Posted on 08/19/2005 8:17:28 AM PDT by zencat
An advance in nanotechnology may lead to the creation of artificial muscles, superstrong electric cars and wallpaper-thin electronics, researchers report.
(Excerpt) Read more at news.yahoo.com ...
What about battery operated cars?.......
Saw the movie, I Robot
It works.
I already have artificial muscles.
And cheap stockings... don't forget cheap stockings! And lots of garter belts! And maybe pushup bras!
But remember, erections lasting over four hours may require medical treatment.
Think about just this one: Coating the entire Space Shuttle External Tank which has a foam-shedding problem...with just a thin layer of these highly-insulative nano-tubes. Stronger than steel. Coating the whole tank for just a few hundred pounds. No more flaking and shedding. We could resume Shuttle Flights with far less risk.
Another space application--tough Solar Sails that were reliable.
Here is another bunch of applications held out:
Nanotech researchers report big breakthrough
By Dan Vergano, USA TODAY
An advance in nanotechnology may lead to the creation of artificial muscles, superstrong electric cars and wallpaper-thin electronics, researchers report.
Science
Nanotechnology has tantalized researchers for decades, promising a new era in stronger and lighter electronic materials. Nanotechnology is the science of engineering such properties at the molecular, or nanometer, scale. For all its promise, the technology has mostly been locked in laboratories.
In Friday's edition of the journal Science, however, scientists from the University of Texas and Australia's Commonwealth Scientific and Industrial Research Organization report the creation of industry-ready sheets of materials made from nanotubes. Nanotubes are tiny carbon tubes with remarkable strength that are only a few times wider than atoms. They can also act as the semiconductors found in modern electronics.

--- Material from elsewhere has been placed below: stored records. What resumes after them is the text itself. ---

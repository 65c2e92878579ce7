//! In-process blob store for local runs and tests.

use std::collections::{HashMap, VecDeque};
use std::sync::atomic::{AtomicUsize, Ordering};

use async_trait::async_trait;
use bytes::Bytes;
use flux_core::{BlobError, BlobPort};
use parking_lot::Mutex;

/// Metric reports kept; older ones are evicted.
pub const METRIC_LOG_LIMIT: usize = 1024;

#[derive(Default)]
pub struct MemoryBlobStore {
    blobs: Mutex<HashMap<String, Bytes>>,
    metrics: Mutex<VecDeque<f64>>,
    store_failures: AtomicUsize,
}

impl MemoryBlobStore {
    pub fn new() -> Self {
        Self::default()
    }

    /// Seed a blob directly.
    pub fn insert(&self, name: impl Into<String>, payload: impl Into<Bytes>) {
        let _ = self.blobs.lock().insert(name.into(), payload.into());
    }

    pub fn get(&self, name: &str) -> Option<Bytes> {
        self.blobs.lock().get(name).cloned()
    }

    pub fn len(&self) -> usize {
        self.blobs.lock().len()
    }

    pub fn is_empty(&self) -> bool {
        self.blobs.lock().is_empty()
    }

    /// The most recent values passed to `report_metric`, oldest first. At
    /// most [`METRIC_LOG_LIMIT`] are kept.
    pub fn reported_metrics(&self) -> Vec<f64> {
        self.metrics.lock().iter().copied().collect()
    }

    /// Make the next `n` store calls fail.
    pub fn inject_store_failures(&self, n: usize) {
        self.store_failures.store(n, Ordering::SeqCst);
    }
}

#[async_trait]
impl BlobPort for MemoryBlobStore {
    async fn store(&self, name: &str, payload: Bytes) -> Result<(), BlobError> {
        if name.is_empty() {
            return Err(BlobError::InvalidName(String::new()));
        }
        let injected = self
            .store_failures
            .fetch_update(Ordering::SeqCst, Ordering::SeqCst, |n| n.checked_sub(1))
            .is_ok();
        if injected {
            return Err(BlobError::Status {
                status: 500,
                body: "injected store failure".into(),
            });
        }
        let _ = self.blobs.lock().insert(name.to_string(), payload);
        Ok(())
    }

    async fn fetch(&self, name: &str) -> Result<Bytes, BlobError> {
        self.get(name)
            .ok_or_else(|| BlobError::NotFound(name.to_string()))
    }

    async fn report_metric(&self, value: f64) -> Result<(), BlobError> {
        let mut log = self.metrics.lock();
        if log.len() == METRIC_LOG_LIMIT {
            let _ = log.pop_front();
        }
        log.push_back(value);
        Ok(())
    }
}

#[cfg(test)]
mod tests {
    use super::*;

    #[tokio::test]
    async fn store_then_fetch() {
        let store = MemoryBlobStore::new();
        store.store("a.txt", Bytes::from_static(b"hi")).await.unwrap();
        assert_eq!(store.fetch("a.txt").await.unwrap(), Bytes::from_static(b"hi"));
        assert_eq!(store.len(), 1);
    }

    #[tokio::test]
    async fn store_overwrites() {
        let store = MemoryBlobStore::new();
        store.insert("a", "one");
        store.store("a", Bytes::from_static(b"two")).await.unwrap();
        assert_eq!(store.get("a").unwrap(), Bytes::from_static(b"two"));
    }

    #[tokio::test]
    async fn fetch_unknown_is_not_found() {
        let store = MemoryBlobStore::new();
        let err = store.fetch("missing").await.unwrap_err();
        assert!(matches!(err, BlobError::NotFound(ref n) if n == "missing"));
    }

    #[tokio::test]
    async fn injected_store_failure_is_consumed() {
        let store = MemoryBlobStore::new();
        store.inject_store_failures(1);
        assert!(store.store("a", Bytes::from_static(b"x")).await.is_err());
        assert!(store.is_empty());
        store.store("a", Bytes::from_static(b"x")).await.unwrap();
        assert_eq!(store.len(), 1);
    }

    #[tokio::test]
    async fn metrics_are_recorded_in_order() {
        let store = MemoryBlobStore::new();
        store.report_metric(0.5).await.unwrap();
        store.report_metric(2.0).await.unwrap();
        assert_eq!(store.reported_metrics(), vec![0.5, 2.0]);
    }

    #[tokio::test]
    async fn metric_log_is_bounded() {
        let store = MemoryBlobStore::new();
        for i in 0..METRIC_LOG_LIMIT + 5 {
            store.report_metric(i as f64).await.unwrap();
        }
        let reported = store.reported_metrics();
        assert_eq!(reported.len(), METRIC_LOG_LIMIT);
        assert_eq!(reported[0], 5.0);
    }
}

"This is fundamentally a new material," says team leader Ray Baughman of the University of Texas at Dallas in Richardson.

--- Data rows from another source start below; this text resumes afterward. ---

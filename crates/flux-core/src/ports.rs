//! Boundaries to the two external services the gateway depends on.
//!
//! Implementations are shared by every session behind an `Arc`, so they must
//! tolerate concurrent callers. Any lock an implementation takes is held for
//! one call at most.

use async_trait::async_trait;
use bytes::Bytes;

use crate::errors::{BlobError, BusError};
use crate::ids::SessionId;

/// Publish/subscribe message bus.
#[async_trait]
pub trait BusPort: Send + Sync {
    /// Publish one opaque payload to `topic`.
    async fn publish(&self, topic: &str, payload: Bytes) -> Result<(), BusError>;

    /// Open a subscription to `topic` on behalf of one session.
    async fn subscribe(
        &self,
        topic: &str,
        session: &SessionId,
    ) -> Result<Box<dyn BusSubscription>, BusError>;
}

/// A per-session cursor over a topic.
#[async_trait]
pub trait BusSubscription: Send {
    /// Block until the next message is available.
    ///
    /// Errors are reported per call; callers retry unless the error is
    /// [`BusError::Closed`].
    async fn poll(&mut self) -> Result<Bytes, BusError>;

    /// Release any server-side resources held by the subscription.
    async fn close(self: Box<Self>);
}

/// Named blob storage plus the download-speed telemetry sink.
#[async_trait]
pub trait BlobPort: Send + Sync {
    async fn store(&self, name: &str, payload: Bytes) -> Result<(), BlobError>;

    async fn fetch(&self, name: &str) -> Result<Bytes, BlobError>;

    /// Report a client download speed (MiB/s).
    async fn report_metric(&self, value: f64) -> Result<(), BlobError>;
}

Self-supporting, transparent and stronger than steel or high-strength plastics, the sheets are flexible and can be heated to emit light.
A square mile of the thinnest sheets, about 2-millionths-of-an-inch thick, would weigh only about 170 pounds.

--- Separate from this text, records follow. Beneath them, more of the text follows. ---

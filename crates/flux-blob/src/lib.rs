//! Blob store adapters for the Flux gateway.

pub mod gard;
pub mod memory;

pub use gard::{GardClient, GardConfig};
pub use memory::MemoryBlobStore;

In lab tests, the sheets demonstrated solar cell capabilities, using sunlight to produce electricity.
The team has developed an automated process that produced 2 ¾-inch-wide strips of nanotubes at a rate of about 47 feet per minute. Other methods take much longer to create nanotube sheets.
"The technique is most elegant and the applications they've shown are quite impressive," says nanotube expert Shalom Wind of Columbia University in New York. Industry and academic researchers are already regarding nanotubes with avid interest, he adds.
Future applications that scientists have discussed include creating artificial muscles whose movement is electrically charged, or race cars with stronger, lighter bodies that could also serve as batteries, says chemist Andrew Barron of Rice University in Houston.
"We could see this on Formula 1 (racing) cars by next season, says Barron. "This is a jumping-off point for a technology a lot of people will pursue."
Wind is more cautious about the future. "We'll really have to wait to see the impact this has and whether it will pan out in commercial technology."
The federal government has made nanotechnology a research priority in recent years. Funding for the scientists' research came from the Defense Department, the Texas government and a partnership of nanotechnology labs.
The research team suggests first using the nanotube sheets as transparent antennae for cars or as electrically heated windows. "We do need to think of a catchier name than 'nanotube sheets,' " Baughman says.